Items listed in a dataset
• • • • •
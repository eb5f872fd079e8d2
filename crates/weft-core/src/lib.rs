#![forbid(unsafe_code)]

//! Core of weft: a fine-grained, push-based reactive value graph.
//!
//! - [`Reference`]: mutable cell, the only source of truth.
//! - [`Expression`]: value derived from a fixed tuple of sources.
//! - [`Mirror`] / [`Pointer`]: values shadowing (and retargeting) another value.
//! - [`Listener`]: add/remove bus for collections, with freeze/thaw replay.
//! - [`Owner`]: aggregation root that creates, cascades to, and tears down
//!   all of the above.
//!
//! # Architecture
//!
//! Every node is a cloneable handle over `Rc<RefCell<..>>`; the graph is
//! single-threaded and synchronous. Every operation runs to completion
//! before returning. Handlers may re-enter the graph; equality dedup in
//! [`Reference::set`](Value::set) is the only cycle breaker.
//!
//! # Batching policies
//!
//! Scalar values and collections batch differently on purpose:
//!
//! 1. A disabled [`Reference`] keeps only its latest value and replays it
//!    once on enable.
//! 2. A frozen [`Listener`] queues membership changes, collapsing per key,
//!    and replays the survivors on thaw.

pub mod config;
pub mod error;
pub mod expression;
pub mod handler;
pub mod listener;
pub mod mirror;
pub mod model;
pub mod owner;
pub mod reference;
pub mod value;

pub use config::{FaultPolicy, ReactiveConfig};
pub use error::{BindingError, Result};
pub use expression::{Expression, SourceLink, Sources};
pub use handler::{Handler, handler_faults_total};
pub use listener::{ItemHandler, Listener, ListenerEvent, Sign};
pub use mirror::{Mirror, Pointer};
pub use model::{ItemId, ListModel, ListenableModel, MapModel, Model, SetModel};
pub use owner::{AliveHooks, Owner};
pub use reference::Reference;
pub use value::{Destroyable, NodeId, Reactivity, Value};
• • • • •
PROBLEM TO WORK ON: From the line containing "pub mod mirror;" to the final line of the data, repeat each line exactly. Include both ends.

PROBLEM SOLUTION:
pub mod mirror;
pub mod model;
pub mod owner;
pub mod reference;
pub mod value;

pub use config::{FaultPolicy, ReactiveConfig};
pub use error::{BindingError, Result};
pub use expression::{Expression, SourceLink, Sources};
pub use handler::{Handler, handler_faults_total};
pub use listener::{ItemHandler, Listener, ListenerEvent, Sign};
pub use mirror::{Mirror, Pointer};
pub use model::{ItemId, ListModel, ListenableModel, MapModel, Model, SetModel};
pub use owner::{AliveHooks, Owner};
pub use reference::Reference;
pub use value::{Destroyable, NodeId, Reactivity, Value};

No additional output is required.